Look through the lines of the material and count those containing "components". Give that count alone.

▬▬▬

//! Insurance contribution calculation.
//!
//! The insurance contribution is a flat percentage of basic salary. It
//! ignores allowances and deductions entirely, so two employees on the
//! same basic salary always contribute the same amount.

use crate::config::InsuranceRules;
use crate::error::{EngineError, EngineResult};
use crate::money::Money;

/// Calculates the insurance contribution on a basic salary.
///
/// # Arguments
///
/// * `basic_salary` - The basic salary for the period. Must not be negative.
/// * `rules` - The configured insurance rate.
///
/// # Returns
///
/// Returns the contribution at full precision, or `InvalidInput` if the
/// basic salary is negative.
///
/// # Example
///
/// ```
/// use payroll_engine::calculation::calculate_insurance;
/// use payroll_engine::config::InsuranceRules;
///
/// let rules = InsuranceRules { rate: "2".parse().unwrap() };
/// let contribution = calculate_insurance("5000".parse().unwrap(), &rules).unwrap();
/// assert_eq!(contribution, "100".parse().unwrap());
/// ```
pub fn calculate_insurance(basic_salary: Money, rules: &InsuranceRules) -> EngineResult<Money> {
    if basic_salary.is_negative() {
        return Err(EngineError::InvalidInput {
            formula: "insurance".to_string(),
            message: format!("basic salary may not be negative, got {}", basic_salary),
        });
    }

    Ok(basic_salary.percent_of(rules.rate))
}
// =============================================================================
// SECTION 1: Gross-to-Net Payslip Tests
// =============================================================================

#[tokio::test]
async fn test_reference_payslip_round_trip() {
    // 5000 basic + 1000 housing (20%) + 500 transport = 6500 gross
    // Union dues 10% of gross = 650 pre-tax, taxable = 5850
    // Tax: 20% of (5850 - 5100) = 150; pension 5% of 6500 = 325;
    // insurance 2% of 5000 = 100
    // Net: 6500 - (150 + 325 + 100 + 650) = 5275
    let router = create_router_for_test();
    let request = payslip_request("emp_001", reference_structure());

    let (status, result) = post_payslip(router, request).await;

    assert_eq!(status, StatusCode::OK);
    assert_total(&result, "gross_pay", "6500");
    assert_total(&result, "taxable_income", "5850");
    assert_total(&result, "income_tax", "150");
    assert_total(&result, "pension", "325");
    assert_total(&result, "insurance", "100");
    assert_total(&result, "pre_tax_deductions", "650");
    assert_total(&result, "total_deductions", "1225");
    assert_total(&result, "net_pay", "5275");
}

#[tokio::test]
async fn test_basic_only_payslip() {
    // 5000 basic, no components: taxable 5000 is inside the zero band
    // Pension 5% of 5000 = 250; insurance 2% of 5000 = 100
    // Net: 5000 - 350 = 4650
    let router = create_router_for_test();
    let request = payslip_request("emp_001", structure("5000", vec![], vec![]));

    let (status, result) = post_payslip(router, request).await;

    assert_eq!(status, StatusCode::OK);
    assert_total(&result, "gross_pay", "5000");
    assert_total(&result, "income_tax", "0");
    assert_total(&result, "pension", "250");
    assert_total(&result, "insurance", "100");
    assert_total(&result, "net_pay", "4650");
}

#[tokio::test]
async fn test_component_lines_sum_to_totals() {
    let router = create_router_for_test();
    let request = payslip_request("emp_001", reference_structure());

    let (status, result) = post_payslip(router, request).await;
    assert_eq!(status, StatusCode::OK);

    let components = result["components"].as_array().unwrap();
    let sum_for = |category: &str| -> Decimal {
        components
            .iter()
            .filter(|c| c["category"] == category)
            .map(|c| Decimal::from_str(c["amount"].as_str().unwrap()).unwrap())
            .sum()
    };

    let basic = Decimal::from_str(result["basic_salary"].as_str().unwrap()).unwrap();
    let gross = Decimal::from_str(result["totals"]["gross_pay"].as_str().unwrap()).unwrap();
    let total_deductions =
        Decimal::from_str(result["totals"]["total_deductions"].as_str().unwrap()).unwrap();
    let net = Decimal::from_str(result["totals"]["net_pay"].as_str().unwrap()).unwrap();

    assert_eq!(basic + sum_for("allowance"), gross);
    assert_eq!(
        sum_for("pre_tax_deduction") + sum_for("post_tax_deduction") + sum_for("statutory"),
        total_deductions
    );
    assert_eq!(gross - total_deductions, net);
}
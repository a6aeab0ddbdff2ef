//! Calculation logic for the payroll engine.
//!
//! This module contains all the calculation functions for producing a
//! payslip, including structure component evaluation, progressive income
//! tax, pension and insurance contributions, and the gross-to-net
//! calculation that assembles them into a payslip line item.

mod component;
mod income_tax;
mod insurance;
mod payslip;
mod pension;

pub use component::evaluate_component;
pub use income_tax::{IncomeTaxResult, calculate_income_tax};
pub use insurance::calculate_insurance;
pub use payslip::{ENGINE_VERSION, calculate_payslip};
pub use pension::{PensionResult, calculate_pension};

▬▬▬

**OUTPUT:** 3